Zachary Nicols with Dalmark spoke at the meeting. He said when installing the piers, work would also be done to help protect the shoreline from erosion.
“Creating this area will provide a multitude of things. One of them is it removes the current obstruction within the waterway, which of those two trees are currently extending out into the waterway. It also creates an enhanced habitat area for fish and wildlife,” he said. “By placing the trees in the manner that we're proposing, it also creates a wave break to protect this area of the shoreline where there is some existing erosion occurring.”
Many people who owned properties on the chain spoke in opposition to the project during the meeting.
The biggest concern raised was the increased boat traffic in an already congested area.
Delmark wants to build the piers in the channel that connects Eagle and Voyageur Lakes.

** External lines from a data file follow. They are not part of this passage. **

// Copyright (c) 2025 Kirky.X
//
// Licensed under the MIT License
// See LICENSE file in the project root for full license information.

/// 领域服务模块
///
/// 该模块包含系统的核心业务逻辑服务：
/// - 爬取服务（crawl_service）：域名受限、按深度去重的并发页面遍历
/// - 平台检测（platform_detector）：按签名级联识别内容管理平台
/// - 结构化提取（structural_extractor）：按平台选择器链提取页眉和页脚
/// - 模板分类（template_classifier）：用步骤模板分类通用页面中的块
///
/// 这些服务都是同步或只依赖HTTP传输的纯逻辑，不接触持久化。
pub mod crawl_service;
pub mod platform_detector;
pub mod structural_extractor;
pub mod template_classifier;
// Copyright 2025 Kirky.X
//
// Licensed under the Apache License, Version 2.0 (the "License");
// you may not use this file except in compliance with the License.
// You may obtain a copy of the License at
//
//     http://www.apache.org/licenses/LICENSE-2.0
//
// Unless required by applicable law or agreed to in writing, software
// distributed under the License is distributed on an "AS IS" BASIS,
// WITHOUT WARRANTIES OR CONDITIONS OF ANY KIND, either express or implied.
// See the License for the specific language governing permissions and
// limitations under the License.

use pageblocks::application::use_cases::crawl_use_case::CrawlUseCase;
use pageblocks::application::use_cases::parse_use_case::ParseUseCase;
use pageblocks::application::use_cases::template_seeding::seed_templates;
use pageblocks::config::rules::{load_template_seeds, RuleBook};
use pageblocks::config::settings::{RendererKind, Settings};
use pageblocks::domain::services::crawl_service::CrawlerService;
use pageblocks::domain::services::structural_extractor::StructuralExtractor;
use pageblocks::engines::chrome_renderer::ChromeRenderer;
use pageblocks::engines::http_renderer::HttpRenderer;
use pageblocks::engines::traits::Renderer;
use pageblocks::infrastructure::database::connection;
use pageblocks::infrastructure::metrics::init_metrics;
use pageblocks::infrastructure::repositories::block_repo_impl::BlockRepositoryImpl;
use pageblocks::infrastructure::repositories::operation_repo_impl::OperationRepositoryImpl;
use pageblocks::infrastructure::repositories::template_repo_impl::TemplateRepositoryImpl;
use pageblocks::presentation::routes;
use pageblocks::queue::job_queue::ChannelJobQueue;
use pageblocks::utils::telemetry;
use pageblocks::workers::manager::WorkerManager;
use pageblocks::workers::parse_worker::ParseWorker;
use std::sync::Arc;
use tokio::net::TcpListener;
use tracing::{error, info};

/// 主函数
///
/// 应用程序入口点，负责初始化所有组件并启动服务
#[tokio::main]
async fn main() -> anyhow::Result<()> {
    // 1. Initialize logging
    telemetry::init_telemetry();
    info!("Starting pageblocks...");

    // 2. Load configuration
    let settings = Arc::new(Settings::new()?);
    info!("Configuration loaded");

    if settings.metrics.enabled {
        init_metrics(&settings.metrics.listen_addr);
    }

    // 3. Connect to database and migrate
    let db = Arc::new(connection::create_pool(&settings.database).await?);
    info!("Database connection established");
    connection::run_migrations(&db).await?;
    info!("Database migrations applied");

    // 4. Selector rules and templates
    let rule_book = RuleBook::load(settings.rules.selectors_path.as_deref())?;
    let extractor = Arc::new(StructuralExtractor::new(&rule_book));

    let operation_repo = Arc::new(OperationRepositoryImpl::new(db.clone()));
    let block_repo = Arc::new(BlockRepositoryImpl::new(db.clone()));
    let template_repo = Arc::new(TemplateRepositoryImpl::new(db.clone()));

    if let Some(path) = settings.rules.templates_path.as_deref() {
        let seeds = load_template_seeds(path)?;
        seed_templates(template_repo.as_ref(), seeds).await?;
    }

    // 5. Renderer
    let renderer: Arc<dyn Renderer> = match settings.renderer.kind {
        RendererKind::Chrome => Arc::new(ChromeRenderer::new(&settings.renderer)),
        RendererKind::Http => Arc::new(HttpRenderer::new(
            &settings.scraper.user_agent,
            settings.renderer.timeout(),
        )?),
    };
    info!("Using {} renderer", renderer.name());

    // 6. Start workers
    let queue = Arc::new(ChannelJobQueue::new(settings.workers.queue_capacity));
    let prototype = ParseWorker::new(
        operation_repo.clone(),
        block_repo.clone(),
        template_repo.clone(),
        renderer,
        extractor,
        settings.renderer.timeout(),
    );
    let mut worker_manager = WorkerManager::new(queue.clone(), prototype);
    worker_manager.start_workers(settings.workers.count);

    // 7. Start HTTP server
    let parse_use_case = Arc::new(ParseUseCase::new(operation_repo, block_repo, queue.clone()));
    let crawler = Arc::new(CrawlerService::new(&settings.scraper)?);
    let crawl_use_case = Arc::new(CrawlUseCase::new(crawler, settings.scraper.max_depth));
    let app = routes::routes(parse_use_case, crawl_use_case);

    let addr = format!("{}:{}", settings.server.host, settings.server.port);
    let listener = TcpListener::bind(&addr).await?;
    info!("Server listening on {}", addr);

    let server = tokio::spawn(async move {
        if let Err(e) = axum::serve(listener, app).await {
            error!("Server error: {}", e);
        }
    });

    worker_manager
        .wait_for_shutdown(settings.workers.shutdown_grace())
        .await;
    server.abort();

    Ok(())
}
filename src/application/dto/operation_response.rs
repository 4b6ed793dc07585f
// Copyright (c) 2025 Kirky.X
//
// Licensed under the MIT License
// See LICENSE file in the project root for full license information.

use crate::domain::models::block::{Block, BlockContent, BlockType, Platform};
use crate::domain::models::operation::{Operation, OperationStatus};
use chrono::{DateTime, FixedOffset};
use serde::{Deserialize, Serialize};
use uuid::Uuid;

/// 操作响应数据传输对象
#[derive(Debug, Serialize, Deserialize, Clone)]
pub struct OperationResponseDto {
    pub id: Uuid,
    pub url: String,
    pub status: OperationStatus,
    pub created_at: DateTime<FixedOffset>,
    pub updated_at: DateTime<FixedOffset>,
    /// 按输出顺序排列的块，提交响应中为空
    #[serde(default)]
    pub blocks: Vec<BlockDto>,
}

/// 块响应数据传输对象
#[derive(Debug, Serialize, Deserialize, Clone)]
pub struct BlockDto {
    pub id: Uuid,
    pub block_type: BlockType,
    pub platform: Platform,
    pub position: i32,
    pub content: BlockContent,
    #[serde(skip_serializing_if = "String::is_empty", default)]
    pub html: String,
}

impl From<Block> for BlockDto {
    fn from(block: Block) -> Self {
        Self {
            id: block.id,
            block_type: block.block_type,
            platform: block.platform,
            position: block.position,
            content: block.content,
            html: block.html,
        }
    }
}

impl OperationResponseDto {
    /// 构建带块的响应
    pub fn with_blocks(operation: Operation, blocks: Vec<Block>) -> Self {
        let mut dto = Self::from(operation);
        dto.blocks = blocks.into_iter().map(BlockDto::from).collect();
        dto
    }
}

impl From<Operation> for OperationResponseDto {
    fn from(operation: Operation) -> Self {
        Self {
            id: operation.id,
            url: operation.url,
            status: operation.status,
            created_at: operation.created_at,
            updated_at: operation.updated_at,
            blocks: Vec::new(),
        }
    }
}
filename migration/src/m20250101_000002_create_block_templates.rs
// Copyright (c) 2025 Kirky.X
//
// Licensed under the MIT License
// See LICENSE file in the project root for full license information.

use sea_orm_migration::prelude::*;

/// 创建块模板表
#[derive(DeriveMigrationName)]
pub struct Migration;

#[async_trait::async_trait]
impl MigrationTrait for Migration {
    async fn up(&self, manager: &SchemaManager) -> Result<(), DbErr> {
        manager
            .create_table(
                Table::create()
                    .table(BlockTemplates::Table)
                    .if_not_exists()
                    .col(
                        ColumnDef::new(BlockTemplates::Id)
                            .uuid()
                            .not_null()
                            .primary_key(),
                    )
                    .col(ColumnDef::new(BlockTemplates::Name).string().not_null())
                    .col(ColumnDef::new(BlockTemplates::Platform).string().not_null())
                    .col(
                        ColumnDef::new(BlockTemplates::Priority)
                            .integer()
                            .not_null()
                            .default(0),
                    )
                    .col(ColumnDef::new(BlockTemplates::Steps).json().not_null())
                    .col(
                        ColumnDef::new(BlockTemplates::CreatedAt)
                            .timestamp_with_time_zone()
                            .not_null(),
                    )
                    .to_owned(),
            )
            .await?;

        manager
            .create_index(
                Index::create()
                    .name("idx_block_templates_platform_priority")
                    .table(BlockTemplates::Table)
                    .col(BlockTemplates::Platform)
                    .col(BlockTemplates::Priority)
                    .to_owned(),
            )
            .await?;

        Ok(())
    }

    async fn down(&self, manager: &SchemaManager) -> Result<(), DbErr> {
        manager
            .drop_table(Table::drop().table(BlockTemplates::Table).to_owned())
            .await?;

        Ok(())
    }
}

#[derive(DeriveIden)]
enum BlockTemplates {
    Table,
    Id,
    Name,
    Platform,
    Priority,
    Steps,
    CreatedAt,
}
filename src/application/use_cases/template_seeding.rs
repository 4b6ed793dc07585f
// Copyright (c) 2025 Kirky.X
//
// Licensed under the MIT License
// See LICENSE file in the project root for full license information.

use crate::domain::models::template::TemplateSeed;
use crate::domain::repositories::operation_repository::RepositoryError;
use crate::domain::repositories::template_repository::TemplateRepository;
use tracing::{info, warn};

/// 将模板种子写入仓库
///
/// 同一平台下已存在同名模板时跳过，步骤无效的种子记录警告后跳过
///
/// # 返回值
///
/// 新写入的模板数量
pub async fn seed_templates<T>(repo: &T, seeds: Vec<TemplateSeed>) -> Result<usize, RepositoryError>
where
    T: TemplateRepository + ?Sized,
{
    let mut inserted = 0;

    for seed in seeds {
        let name = seed.name.clone();
        let template = match seed.into_template() {
            Ok(template) => template,
            Err(e) => {
                warn!(template = %name, "Skipping invalid template seed: {}", e);
                continue;
            }
        };

        let existing = repo.find_by_platform(template.platform).await?;
        if existing.iter().any(|t| t.name == template.name) {
            continue;
        }

        repo.save(&template).await?;
        inserted += 1;
    }

    info!("Seeded {} block templates", inserted);
    Ok(inserted)
}
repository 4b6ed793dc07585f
// Copyright (c) 2025 Kirky.X
//
// Licensed under the MIT License
// See LICENSE file in the project root for full license information.

/// 数据库模块
///
/// 提供数据库连接和实体管理功能
/// 包括数据库连接池和实体定义
pub mod connection;
pub mod entities;
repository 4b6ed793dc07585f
// Copyright 2025 Kirky.X
//
// Licensed under the Apache License, Version 2.0 (the "License");
// you may not use this file except in compliance with the License.
// You may obtain a copy of the License at
//
//     http://www.apache.org/licenses/LICENSE-2.0
//
// Unless required by applicable law or agreed to in writing, software
// distributed under the License is distributed on an "AS IS" BASIS,
// WITHOUT WARRANTIES OR CONDITIONS OF ANY KIND, either express or implied.
// See the License for the specific language governing permissions and
// limitations under the License.

use sea_orm::entity::prelude::*;
use uuid::Uuid;

#[derive(Clone, Debug, PartialEq, DeriveEntityModel)]
#[sea_orm(table_name = "block_templates")]
pub struct Model {
    #[sea_orm(primary_key, auto_increment = false)]
    pub id: Uuid,
    pub name: String,
    pub platform: String,
    pub priority: i32,
    pub steps: Json,
    pub created_at: ChronoDateTimeWithTimeZone,
}

#[derive(Copy, Clone, Debug, EnumIter, DeriveRelation)]
pub enum Relation {}

impl ActiveModelBehavior for ActiveModel {}
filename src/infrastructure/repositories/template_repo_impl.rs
// Copyright 2025 Kirky.X
//
// Licensed under the Apache License, Version 2.0 (the "License");
// you may not use this file except in compliance with the License.
// You may obtain a copy of the License at
//
//     http://www.apache.org/licenses/LICENSE-2.0
//
// Unless required by applicable law or agreed to in writing, software
// distributed under the License is distributed on an "AS IS" BASIS,
// WITHOUT WARRANTIES OR CONDITIONS OF ANY KIND, either express or implied.
// See the License for the specific language governing permissions and
// limitations under the License.

use crate::domain::models::block::Platform;
use crate::domain::models::template::BlockTemplate;
use crate::domain::repositories::operation_repository::RepositoryError;
use crate::domain::repositories::template_repository::TemplateRepository;
use crate::infrastructure::database::entities::block_template as template_entity;
use async_trait::async_trait;
use chrono::Utc;
use sea_orm::*;
use std::sync::Arc;
use tracing::warn;

/// 块模板仓库实现
pub struct TemplateRepositoryImpl {
    db: Arc<DatabaseConnection>,
}

impl TemplateRepositoryImpl {
    pub fn new(db: Arc<DatabaseConnection>) -> Self {
        Self { db }
    }
}

#[async_trait]
impl TemplateRepository for TemplateRepositoryImpl {
    async fn find_by_platform(
        &self,
        platform: Platform,
    ) -> Result<Vec<BlockTemplate>, RepositoryError> {
        let rows = template_entity::Entity::find()
            .filter(template_entity::Column::Platform.eq(platform.to_string()))
            .order_by_asc(template_entity::Column::Priority)
            .order_by_asc(template_entity::Column::CreatedAt)
            .order_by_asc(template_entity::Column::Id)
            .all(self.db.as_ref())
            .await?;

        let templates = rows
            .into_iter()
            .filter_map(|row| {
                match BlockTemplate::from_json(row.id, row.name.clone(), platform, row.priority, &row.steps) {
                    Ok(template) => Some(template),
                    Err(e) => {
                        warn!(template = %row.name, id = %row.id, error = %e, "Skipping malformed template");
                        None
                    }
                }
            })
            .collect();

        Ok(templates)
    }

    async fn save(&self, template: &BlockTemplate) -> Result<(), RepositoryError> {
        let model = template_entity::ActiveModel {
            id: Set(template.id),
            name: Set(template.name.clone()),
            platform: Set(template.platform.to_string()),
            priority: Set(template.priority),
            steps: Set(template.steps_json()),
            created_at: Set(Utc::now().into()),
        };

        model.insert(self.db.as_ref()).await?;
        Ok(())
    }
}
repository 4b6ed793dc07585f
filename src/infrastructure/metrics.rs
// Copyright (c) 2025 Kirky.X
//
// Licensed under the MIT License
// See LICENSE file in the project root for full license information.

use metrics::describe_counter;
use metrics_exporter_prometheus::PrometheusBuilder;
use std::net::SocketAddr;
use tracing::{info, warn};

pub const OPERATIONS_SUBMITTED: &str = "operations_submitted_total";
pub const OPERATIONS_COMPLETED: &str = "operations_completed_total";
pub const OPERATIONS_FAILED: &str = "operations_failed_total";
pub const BLOCKS_EXTRACTED: &str = "blocks_extracted_total";
pub const CRAWL_PAGES_FETCHED: &str = "crawl_pages_fetched_total";

/// 初始化指标系统
///
/// 启动 Prometheus 导出器并注册计数器描述
///
/// # 参数
///
/// * `listen_addr` - 导出器监听地址
pub fn init_metrics(listen_addr: &str) {
    let addr: SocketAddr = match listen_addr.parse() {
        Ok(addr) => addr,
        Err(e) => {
            warn!("Invalid metrics address {}: {}", listen_addr, e);
            return;
        }
    };

    // Ignore error if address is already in use (for development/testing)
    if let Err(e) = PrometheusBuilder::new().with_http_listener(addr).install() {
        warn!("Failed to install Prometheus recorder: {}", e);
        return;
    }

    describe_counter!(OPERATIONS_SUBMITTED, "Total number of parse operations submitted");
    describe_counter!(OPERATIONS_COMPLETED, "Total number of parse operations completed");
    describe_counter!(OPERATIONS_FAILED, "Total number of parse operations failed");
    describe_counter!(BLOCKS_EXTRACTED, "Total number of blocks persisted");
    describe_counter!(CRAWL_PAGES_FETCHED, "Total number of pages fetched by the crawler");

    info!("Metrics exporter listening on {}", addr);
}
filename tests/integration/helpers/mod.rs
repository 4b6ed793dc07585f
// Copyright (c) 2025 Kirky.X
//
// Licensed under the MIT License
// See LICENSE file in the project root for full license information.


use axum_test::TestServer;
use pageblocks::application::use_cases::crawl_use_case::CrawlUseCase;
use pageblocks::application::use_cases::parse_use_case::ParseUseCase;
use pageblocks::config::rules::RuleBook;
use pageblocks::config::settings::{DatabaseSettings, ScraperSettings};
use pageblocks::domain::models::operation::Operation;
use pageblocks::domain::repositories::operation_repository::OperationRepository;
use pageblocks::domain::services::crawl_service::CrawlerService;
use pageblocks::domain::services::structural_extractor::StructuralExtractor;
use pageblocks::engines::traits::Renderer;
use pageblocks::infrastructure::database::connection;
use pageblocks::infrastructure::repositories::block_repo_impl::BlockRepositoryImpl;
use pageblocks::infrastructure::repositories::operation_repo_impl::OperationRepositoryImpl;
use pageblocks::infrastructure::repositories::template_repo_impl::TemplateRepositoryImpl;
use pageblocks::presentation::routes;
use pageblocks::queue::job_queue::ChannelJobQueue;
use pageblocks::workers::manager::WorkerManager;
use pageblocks::workers::parse_worker::ParseWorker;
use sea_orm::DatabaseConnection;
use std::sync::Arc;
use std::time::Duration;
use uuid::Uuid;

pub type TestWorkerManager = WorkerManager<
    ChannelJobQueue,
    OperationRepositoryImpl,
    BlockRepositoryImpl,
    TemplateRepositoryImpl,
>;

#[allow(dead_code)]
pub struct TestApp {
    pub server: TestServer,
    pub db_pool: Arc<DatabaseConnection>,
    pub operation_repo: Arc<OperationRepositoryImpl>,
    pub block_repo: Arc<BlockRepositoryImpl>,
    pub template_repo: Arc<TemplateRepositoryImpl>,
    pub queue: Arc<ChannelJobQueue>,
    pub worker_manager: Option<TestWorkerManager>,
}

/// 创建迁移完成的内存数据库
pub async fn memory_db() -> Arc<DatabaseConnection> {
    let settings = DatabaseSettings {
        url: "sqlite::memory:".to_string(),
        max_connections: None,
        min_connections: None,
        connect_timeout: Some(5),
        idle_timeout: None,
    };
    let db = connection::create_pool(&settings)
        .await
        .expect("Failed to open in-memory database");
    connection::run_migrations(&db)
        .await
        .expect("Failed to run migrations");
    Arc::new(db)
}

/// 创建带工作器的测试应用
pub async fn create_test_app(renderer: Arc<dyn Renderer>) -> TestApp {
    create_test_app_with_options(renderer, true, 16).await
}

/// 创建不启动工作器的测试应用，提交的任务留在队列中
pub async fn create_test_app_no_worker(queue_capacity: usize) -> TestApp {
    create_test_app_with_options(
        Arc::new(stub_renderer::FailingRenderer),
        false,
        queue_capacity,
    )
    .await
}

async fn create_test_app_with_options(
    renderer: Arc<dyn Renderer>,
    start_worker: bool,
    queue_capacity: usize,
) -> TestApp {
    let db_pool = memory_db().await;
    let operation_repo = Arc::new(OperationRepositoryImpl::new(db_pool.clone()));
    let block_repo = Arc::new(BlockRepositoryImpl::new(db_pool.clone()));
    let template_repo = Arc::new(TemplateRepositoryImpl::new(db_pool.clone()));
    let queue = Arc::new(ChannelJobQueue::new(queue_capacity));

    let worker_manager = if start_worker {
        let prototype = ParseWorker::new(
            operation_repo.clone(),
            block_repo.clone(),
            template_repo.clone(),
            renderer,
            Arc::new(StructuralExtractor::new(&RuleBook::builtin())),
            Duration::from_secs(2),
        );
        let mut manager = WorkerManager::new(queue.clone(), prototype);
        manager.start_workers(2);
        Some(manager)
    } else {
        None
    };

    let parse_use_case = Arc::new(ParseUseCase::new(
        operation_repo.clone(),
        block_repo.clone(),
        queue.clone(),
    ));
    let scraper = ScraperSettings {
        allowed_domains: vec!["127.0.0.1".to_string()],
        timeout_secs: 5,
        ..ScraperSettings::default()
    };
    let crawler = Arc::new(CrawlerService::new(&scraper).expect("Failed to build crawler"));
    let crawl_use_case = Arc::new(CrawlUseCase::new(crawler, scraper.max_depth));

    let server = TestServer::new(routes::routes(parse_use_case, crawl_use_case))
        .expect("Failed to start test server");

    TestApp {
        server,
        db_pool,
        operation_repo,
        block_repo,
        template_repo,
        queue,
        worker_manager,
    }
}

/// 轮询直到操作进入终态
pub async fn wait_for_terminal<O>(repo: &O, id: Uuid) -> Operation
where
    O: OperationRepository,
{
    for _ in 0..100 {
        if let Some(operation) = repo.find_by_id(id).await.expect("lookup failed") {
            if operation.status.is_terminal() {
                return operation;
            }
        }
        tokio::time::sleep(Duration::from_millis(50)).await;
    }
    panic!("Operation {} did not finish in time", id);
}
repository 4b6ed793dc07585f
// Copyright 2025 Kirky.X
//
// Licensed under the Apache License, Version 2.0 (the "License");
// you may not use this file except in compliance with the License.
// You may obtain a copy of the License at
//
//     http://www.apache.org/licenses/LICENSE-2.0
//
// Unless required by applicable law or agreed to in writing, software
// distributed under the License is distributed on an "AS IS" BASIS,
// WITHOUT WARRANTIES OR CONDITIONS OF ANY KIND, either express or implied.
// See the License for the specific language governing permissions and
// limitations under the License.

use serde::{Deserialize, Serialize};
use validator::Validate;

/// 爬取请求数据传输对象
#[derive(Debug, Deserialize, Serialize, Validate, Clone)]
pub struct CrawlRequestDto {
    /// 起始URL
    #[validate(url)]
    pub url: String,
    /// 最大深度，缺省时使用配置值
    #[validate(range(min = 0, max = 5))]
    pub max_depth: Option<u32>,
}

/// 爬取响应数据传输对象
#[derive(Debug, Deserialize, Serialize, Clone, PartialEq)]
pub struct CrawlResponseDto {
    /// 起始URL
    pub url: String,
    /// 按抓取顺序排列的页面
    pub links: Vec<String>,
    /// 页面数量
    pub count: usize,
}

impl CrawlResponseDto {
    pub fn new(url: String, links: Vec<String>) -> Self {
        Self {
            url,
            count: links.len(),
            links,
        }
    }
}
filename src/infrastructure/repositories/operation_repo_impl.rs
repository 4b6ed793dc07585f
// Copyright 2025 Kirky.X
//
// Licensed under the Apache License, Version 2.0 (the "License");
// you may not use this file except in compliance with the License.
// You may obtain a copy of the License at
//
//     http://www.apache.org/licenses/LICENSE-2.0
//
// Unless required by applicable law or agreed to in writing, software
// distributed under the License is distributed on an "AS IS" BASIS,
// WITHOUT WARRANTIES OR CONDITIONS OF ANY KIND, either express or implied.
// See the License for the specific language governing permissions and
// limitations under the License.

use crate::domain::models::operation::{Operation, OperationStatus};
use crate::domain::repositories::operation_repository::{OperationRepository, RepositoryError};
use crate::infrastructure::database::entities::operation as operation_entity;
use async_trait::async_trait;
use chrono::{DateTime, FixedOffset, Utc};
use sea_orm::{sea_query::Expr, *};
use std::sync::Arc;
use uuid::Uuid;

/// 操作仓库实现
pub struct OperationRepositoryImpl {
    /// 数据库连接
    db: Arc<DatabaseConnection>,
}

impl OperationRepositoryImpl {
    /// 创建新的操作仓库实例
    ///
    /// # 参数
    ///
    /// * `db` - 数据库连接
    pub fn new(db: Arc<DatabaseConnection>) -> Self {
        Self { db }
    }
}

impl TryFrom<operation_entity::Model> for Operation {
    type Error = RepositoryError;

    fn try_from(m: operation_entity::Model) -> Result<Self, Self::Error> {
        let status = m
            .status
            .parse::<OperationStatus>()
            .map_err(|e| RepositoryError::Serialization(e.to_string()))?;

        Ok(Operation {
            id: m.id,
            url: m.url,
            status,
            created_at: m.created_at,
            updated_at: m.updated_at,
        })
    }
}

#[async_trait]
impl OperationRepository for OperationRepositoryImpl {
    async fn create(&self, url: &str) -> Result<Operation, RepositoryError> {
        let operation = Operation::new(url.to_string());

        let model = operation_entity::ActiveModel {
            id: Set(operation.id),
            url: Set(operation.url.clone()),
            status: Set(operation.status.to_string()),
            created_at: Set(operation.created_at),
            updated_at: Set(operation.updated_at),
        };

        model.insert(self.db.as_ref()).await?;
        Ok(operation)
    }

    /// 条件更新：只有当前状态属于目标状态的前驱时才写入
    async fn update_status(
        &self,
        id: Uuid,
        status: OperationStatus,
    ) -> Result<Operation, RepositoryError> {
        let predecessors: Vec<String> = status
            .predecessors()
            .iter()
            .map(ToString::to_string)
            .collect();
        if predecessors.is_empty() {
            return Err(RepositoryError::InvalidTransition { id, to: status });
        }

        let now: DateTime<FixedOffset> = Utc::now().into();
        let result = operation_entity::Entity::update_many()
            .col_expr(operation_entity::Column::Status, Expr::value(status.to_string()))
            .col_expr(operation_entity::Column::UpdatedAt, Expr::value(now))
            .filter(operation_entity::Column::Id.eq(id))
            .filter(operation_entity::Column::Status.is_in(predecessors))
            .exec(self.db.as_ref())
            .await?;

        if result.rows_affected == 0 {
            return match self.find_by_id(id).await? {
                Some(_) => Err(RepositoryError::InvalidTransition { id, to: status }),
                None => Err(RepositoryError::NotFound),
            };
        }

        self.find_by_id(id).await?.ok_or(RepositoryError::NotFound)
    }

    async fn find_by_id(&self, id: Uuid) -> Result<Option<Operation>, RepositoryError> {
        operation_entity::Entity::find_by_id(id)
            .one(self.db.as_ref())
            .await?
            .map(Operation::try_from)
            .transpose()
    }
}
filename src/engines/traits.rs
// Copyright 2025 Kirky.X
//
// Licensed under the Apache License, Version 2.0 (the "License");
// you may not use this file except in compliance with the License.
// You may obtain a copy of the License at
//
//     http://www.apache.org/licenses/LICENSE-2.0
//
// Unless required by applicable law or agreed to in writing, software
// distributed under the License is distributed on an "AS IS" BASIS,
// WITHOUT WARRANTIES OR CONDITIONS OF ANY KIND, either express or implied.
// See the License for the specific language governing permissions and
// limitations under the License.

use async_trait::async_trait;
use std::sync::Arc;
use std::time::Duration;
use thiserror::Error;

/// 渲染错误类型
#[derive(Error, Debug)]
pub enum RenderError {
    /// 请求失败
    #[error("Request failed: {0}")]
    RequestFailed(#[from] reqwest::Error),
    /// 非成功状态码
    #[error("Unexpected HTTP status {0}")]
    Status(u16),
    /// 浏览器错误
    #[error("Browser error: {0}")]
    Browser(String),
    /// 超时
    #[error("Render timed out after {0:?}")]
    Timeout(Duration),
}

/// 页面渲染器特质
///
/// 返回页面最终的DOM标记
#[async_trait]
pub trait Renderer: Send + Sync {
    /// 渲染页面
    async fn render(&self, url: &str) -> Result<String, RenderError>;

    /// 渲染器名称
    fn name(&self) -> &'static str;
}

#[async_trait]
impl<T: Renderer + ?Sized> Renderer for Arc<T> {
    async fn render(&self, url: &str) -> Result<String, RenderError> {
        (**self).render(url).await
    }

    fn name(&self) -> &'static str {
        (**self).name()
    }
}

People argued there’s already too much traffic with boating laws like no wake not being enforced and that this project will reduce the width of the already narrow channel.
“My wife and I have a place on Otter Lake. We travel the entire chain. And I can tell you, without any hesitation whatsoever, this area is by far the most congested and I'll say dangerous area to travel on the entire chain,” said Jim Rosenthal.
Scotty Rippel believes it will be especially dangerous for non-motorized boats trying to make their way through.
“That's similar to reducing a highway from four lanes to two lanes and adding in more driveways,” he said.
Some people said surveys they did of the channel show more than 7,000 boats going through the channel over the course of 19 days.
At the beginning of the meeting, DNR staff said it has made a “tentative determination that it will issue the permit for the proposed activity”.
People can submit written public comments to the DNR on the project until September 16th.
Any member of the public may submit written comments by emailing firstname.lastname@example.org or writing to Nicole Hays, 107 Sutliff Ave., Rhinelander, WI 54501 by U.S. mail. Comments should include the docket number (Docket Number IP-NO-2023-64-02012) or applicant name. Comments must be postmarked no later than 10 days
after the date that the public informational hearing is completed in order for them to be considered.
The DNR needs to make a final decision by October 6th.